Now, of course it is polemic on your hand to twist my argument like that, Ookla. I was of course referring to the context of the current discussion, which to my knowledge deals with romantic attraction. Unless you want to claim that it was fraternal or familial love between Elend and Vin?

53
In my opinion, ryanjm was not rude or insulting at all. Little-wilson was not, in fact, stating that she does not feel her "guy-friends" are "so extreme in their thoughts about wanting sex from an attractive woman they look at". She was categorically stating that she knows for a fact that they do not have sexual thoughts about girls they are attracted to. Which, clearly, is ridiculous. When someone is attracted to someone else, that attraction is inevitably sexual in nature. One cannot say that one finds someone "attractive but not sexually attractive" in the context discussed here. Merely noting that someone is pretty is sexually motivated. Still, to find someone attractive does not, like some Americans believe, equal to having a, tacit or otherwise, desire to immediately sodomize the person in question. I must say that I am surprised at the level to which some here associate sexuality with shame and sin.

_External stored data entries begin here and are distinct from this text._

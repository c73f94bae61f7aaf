#![allow(clippy::float_cmp)]

use uuid::Uuid;

use super::*;

fn make_person(x: f64, y: f64, created_at: i64) -> Person {
    Person {
        id: Uuid::new_v4(),
        name: "Ana".into(),
        role: "Director".into(),
        sector: String::new(),
        sector_id: None,
        color: "#3B82F6".into(),
        avatar_url: None,
        position_x: x,
        position_y: y,
        card_size: CardSize::Medium,
        fill_card: true,
        locked: false,
        created_at,
        updated_at: created_at,
    }
}

fn make_connection(from: PersonId, to: PersonId) -> Connection {
    Connection { id: Uuid::new_v4(), from_person_id: from, to_person_id: to, created_at: 0 }
}

fn make_sector(name: &str) -> Sector {
    Sector { id: Uuid::new_v4(), name: name.into(), color: "#22C55E".into(), created_at: 0 }
}

fn make_line() -> DecorativeLine {
    DecorativeLine {
        id: Uuid::new_v4(),
        start_x: 0.0,
        start_y: 0.0,
        end_x: 100.0,
        end_y: 0.0,
        color: "#64748B".into(),
        stroke_width: 2.0,
        created_at: 0,
    }
}

fn doc_with_two() -> (ChartDoc, PersonId, PersonId) {
    let mut doc = ChartDoc::new();
    let a = make_person(0.0, 0.0, 1);
    let b = make_person(300.0, 0.0, 2);
    let (a_id, b_id) = (a.id, b.id);
    doc.insert_person(a);
    doc.insert_person(b);
    (doc, a_id, b_id)
}

// =============================================================
// CardSize
// =============================================================

#[test]
fn card_size_dimensions() {
    assert_eq!(CardSize::Small.dimensions(), (160.0, 64.0));
    assert_eq!(CardSize::Medium.dimensions(), (224.0, 96.0));
    assert_eq!(CardSize::Large.dimensions(), (288.0, 128.0));
}

#[test]
fn card_size_serde_is_lowercase() {
    assert_eq!(serde_json::to_string(&CardSize::Large).unwrap(), "\"large\"");
    let back: CardSize = serde_json::from_str("\"small\"").unwrap();
    assert_eq!(back, CardSize::Small);
}

#[test]
fn card_size_parse_matches_as_str() {
    for size in [CardSize::Small, CardSize::Medium, CardSize::Large] {
        assert_eq!(CardSize::parse(size.as_str()), Some(size));
    }
    assert_eq!(CardSize::parse("huge"), None);
}

// =============================================================
// Connections
// =============================================================

#[test]
fn connect_two_distinct_cards_adds_one_edge() {
    let (mut doc, a, b) = doc_with_two();
    doc.add_connection(make_connection(a, b)).unwrap();
    assert_eq!(doc.connections_len(), 1);
    let conn = doc.connections_sorted()[0];
    assert_eq!(conn.from_person_id, a);
    assert_eq!(conn.to_person_id, b);
}

#[test]
fn self_connection_is_rejected() {
    let (mut doc, a, _) = doc_with_two();
    let err = doc.add_connection(make_connection(a, a)).unwrap_err();
    assert_eq!(err, DocError::SelfConnection(a));
    assert_eq!(doc.connections_len(), 0);
}

#[test]
fn duplicate_connection_same_direction_is_rejected() {
    let (mut doc, a, b) = doc_with_two();
    doc.add_connection(make_connection(a, b)).unwrap();
    let err = doc.add_connection(make_connection(a, b)).unwrap_err();
    assert!(matches!(err, DocError::DuplicateConnection { .. }));
    assert_eq!(doc.connections_len(), 1);
}

#[test]
fn duplicate_connection_reverse_direction_is_rejected() {
    let (mut doc, a, b) = doc_with_two();
    doc.add_connection(make_connection(a, b)).unwrap();
    assert!(doc.add_connection(make_connection(b, a)).is_err());
    assert_eq!(doc.connections_len(), 1);
}

#[test]
fn connection_to_unknown_card_is_rejected() {
    let (mut doc, a, _) = doc_with_two();
    let ghost = Uuid::new_v4();
    assert_eq!(doc.can_connect(a, ghost), Err(DocError::PersonNotFound(ghost)));
    assert!(doc.add_connection(make_connection(ghost, a)).is_err());
}

#[test]
fn remove_person_cascades_connections() {
    let (mut doc, a, b) = doc_with_two();
    let c = make_person(600.0, 0.0, 3);
    let c_id = c.id;
    doc.insert_person(c);
    doc.add_connection(make_connection(a, b)).unwrap();
    doc.add_connection(make_connection(c_id, a)).unwrap();
    doc.add_connection(make_connection(b, c_id)).unwrap();

    let (removed, dropped) = doc.remove_person(&a).unwrap();
    assert_eq!(removed.id, a);
    assert_eq!(dropped.len(), 2);
    assert!(dropped.iter().all(|conn| conn.touches(a)));
    assert!(doc.connections_sorted().iter().all(|conn| !conn.touches(a)));
    assert_eq!(doc.connections_len(), 1);
}

#[test]
fn remove_unknown_person_returns_none() {
    let mut doc = ChartDoc::new();
    assert!(doc.remove_person(&Uuid::new_v4()).is_none());
}

#[test]
fn connections_for_lists_both_directions() {
    let mut doc = ChartDoc::new();
    let people: Vec<Person> = (0..3).map(|i| make_person(f64::from(i) * 300.0, 0.0, i64::from(i))).collect();
    let ids: Vec<PersonId> = people.iter().map(|p| p.id).collect();
    for p in people {
        doc.insert_person(p);
    }
    doc.add_connection(make_connection(ids[0], ids[1])).unwrap();
    doc.add_connection(make_connection(ids[2], ids[1])).unwrap();
    assert_eq!(doc.connections_for(ids[1]).len(), 2);
    assert_eq!(doc.connections_for(ids[0]).len(), 1);
}

#[test]
fn load_snapshot_skips_invalid_connections() {
    let a = make_person(0.0, 0.0, 1);
    let b = make_person(10.0, 0.0, 2);
    let good = make_connection(a.id, b.id);
    let reverse = Connection { created_at: 5, ..make_connection(b.id, a.id) };
    let dangling = make_connection(a.id, Uuid::new_v4());
    let looped = make_connection(b.id, b.id);

    let mut doc = ChartDoc::new();
    doc.load_snapshot(ChartSnapshot {
        people: vec![a, b],
        connections: vec![reverse, dangling, looped, good.clone()],
        sectors: vec![],
        lines: vec![],
    });
    assert_eq!(doc.connections_len(), 1);
    assert!(doc.connection(&good.id).is_some());
}

// =============================================================
// People
// =============================================================

#[test]
fn people_sorted_by_created_at() {
    let mut doc = ChartDoc::new();
    let late = make_person(0.0, 0.0, 20);
    let early = make_person(0.0, 0.0, 10);
    let (late_id, early_id) = (late.id, early.id);
    doc.insert_person(late);
    doc.insert_person(early);
    let order: Vec<PersonId> = doc.people_sorted().iter().map(|p| p.id).collect();
    assert_eq!(order, vec![early_id, late_id]);
}

#[test]
fn move_person_updates_center() {
    let (mut doc, a, _) = doc_with_two();
    let moved = doc.move_person(&a, 42.0, -7.0).unwrap();
    assert_eq!(moved.position_x, 42.0);
    assert_eq!(moved.position_y, -7.0);
}

#[test]
fn move_locked_person_is_refused() {
    let (mut doc, a, _) = doc_with_two();
    doc.person_mut(&a).unwrap().locked = true;
    assert_eq!(doc.move_person(&a, 1.0, 1.0).unwrap_err(), DocError::PersonLocked(a));
    assert_eq!(doc.person(&a).unwrap().position_x, 0.0);
}

#[test]
fn move_unknown_person_is_not_found() {
    let mut doc = ChartDoc::new();
    let id = Uuid::new_v4();
    assert_eq!(doc.move_person(&id, 0.0, 0.0).unwrap_err(), DocError::PersonNotFound(id));
}

#[test]
fn person_patch_applies_only_present_fields() {
    let (mut doc, a, _) = doc_with_two();
    let patch = PersonPatch { name: Some("Bia".into()), card_size: Some(CardSize::Large), ..Default::default() };
    assert!(doc.apply_person_patch(&a, &patch));
    let p = doc.person(&a).unwrap();
    assert_eq!(p.name, "Bia");
    assert_eq!(p.card_size, CardSize::Large);
    assert_eq!(p.role, "Director");
}

#[test]
fn person_patch_null_clears_sector_id() {
    let (mut doc, a, _) = doc_with_two();
    doc.person_mut(&a).unwrap().sector_id = Some(Uuid::new_v4());
    let patch: PersonPatch = serde_json::from_str(r#"{"sector_id": null}"#).unwrap();
    assert_eq!(patch.sector_id, Some(None));
    doc.apply_person_patch(&a, &patch);
    assert_eq!(doc.person(&a).unwrap().sector_id, None);
}

#[test]
fn person_patch_absent_sector_id_keeps_value() {
    let (mut doc, a, _) = doc_with_two();
    let sector = Uuid::new_v4();
    doc.person_mut(&a).unwrap().sector_id = Some(sector);
    let patch: PersonPatch = serde_json::from_str(r#"{"name": "Caio"}"#).unwrap();
    assert_eq!(patch.sector_id, None);
    doc.apply_person_patch(&a, &patch);
    assert_eq!(doc.person(&a).unwrap().sector_id, Some(sector));
}

#[test]
fn person_patch_unknown_id_returns_false() {
    let mut doc = ChartDoc::new();
    assert!(!doc.apply_person_patch(&Uuid::new_v4(), &PersonPatch::default()));
}

// =============================================================
// Sectors
// =============================================================

#[test]
fn sectors_sorted_case_insensitive() {
    let mut doc = ChartDoc::new();
    for name in ["rh", "Financeiro", "TI"] {
        doc.insert_sector(make_sector(name));
    }
    let names: Vec<&str> = doc.sectors_sorted().iter().map(|s| s.name.as_str()).collect();
    assert_eq!(names, vec!["Financeiro", "rh", "TI"]);
}

#[test]
fn remove_sector_detaches_people() {
    let (mut doc, a, b) = doc_with_two();
    let sector = make_sector("TI");
    let sector_id = sector.id;
    doc.insert_sector(sector);
    doc.person_mut(&a).unwrap().sector_id = Some(sector_id);

    let (_, detached) = doc.remove_sector(&sector_id).unwrap();
    assert_eq!(detached, vec![a]);
    assert_eq!(doc.person(&a).unwrap().sector_id, None);
    assert_eq!(doc.person(&b).unwrap().sector_id, None);
    assert!(doc.sector(&sector_id).is_none());
}

#[test]
fn people_in_sector_filters() {
    let (mut doc, a, _) = doc_with_two();
    let sector = Uuid::new_v4();
    doc.person_mut(&a).unwrap().sector_id = Some(sector);
    assert_eq!(doc.people_in_sector(None).len(), 2);
    let filtered = doc.people_in_sector(Some(sector));
    assert_eq!(filtered.len(), 1);
    assert_eq!(filtered[0].id, a);
    assert!(doc.people_in_sector(Some(Uuid::new_v4())).is_empty());
}

#[test]
fn sector_patch_renames() {
    let mut doc = ChartDoc::new();
    let sector = make_sector("RH");
    let id = sector.id;
    doc.insert_sector(sector);
    assert!(doc.apply_sector_patch(&id, &SectorPatch { name: Some("Pessoas".into()), color: None }));
    assert_eq!(doc.sector(&id).unwrap().name, "Pessoas");
    assert_eq!(doc.sector(&id).unwrap().color, "#22C55E");
}

// =============================================================
// Lines
// =============================================================

#[test]
fn line_patch_moves_endpoints() {
    let mut doc = ChartDoc::new();
    let line = make_line();
    let id = line.id;
    doc.insert_line(line);
    assert!(doc.apply_line_patch(&id, &LinePatch::endpoints(1.0, 2.0, 3.0, 4.0)));
    let l = doc.line(&id).unwrap();
    assert_eq!((l.start_x, l.start_y, l.end_x, l.end_y), (1.0, 2.0, 3.0, 4.0));
    assert_eq!(l.stroke_width, 2.0);
}

#[test]
fn remove_line() {
    let mut doc = ChartDoc::new();
    let line = make_line();
    let id = line.id;
    doc.insert_line(line);
    assert!(doc.remove_line(&id).is_some());
    assert!(doc.is_empty());
}

// =============================================================
// Snapshot
// =============================================================

#[test]
fn snapshot_round_trips_through_load() {
    let (mut doc, a, b) = doc_with_two();
    doc.add_connection(make_connection(a, b)).unwrap();
    doc.insert_sector(make_sector("TI"));
    doc.insert_line(make_line());

    let snap = doc.snapshot();
    let mut restored = ChartDoc::new();
    restored.load_snapshot(snap.clone());
    assert_eq!(restored.snapshot(), snap);
}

It should also be pointed out that sexuality is not the same as participating in sexual acts. One can very well be sexually attracted to someone, and not have sex with them. In that vein, Joe Schmoe saying "huh, that girl is attractive" usually means "geeze, if conditions were right, I could definitely have sex with her". For some of you, that probably translates as "if I were married to her, I could definitely have sex with her".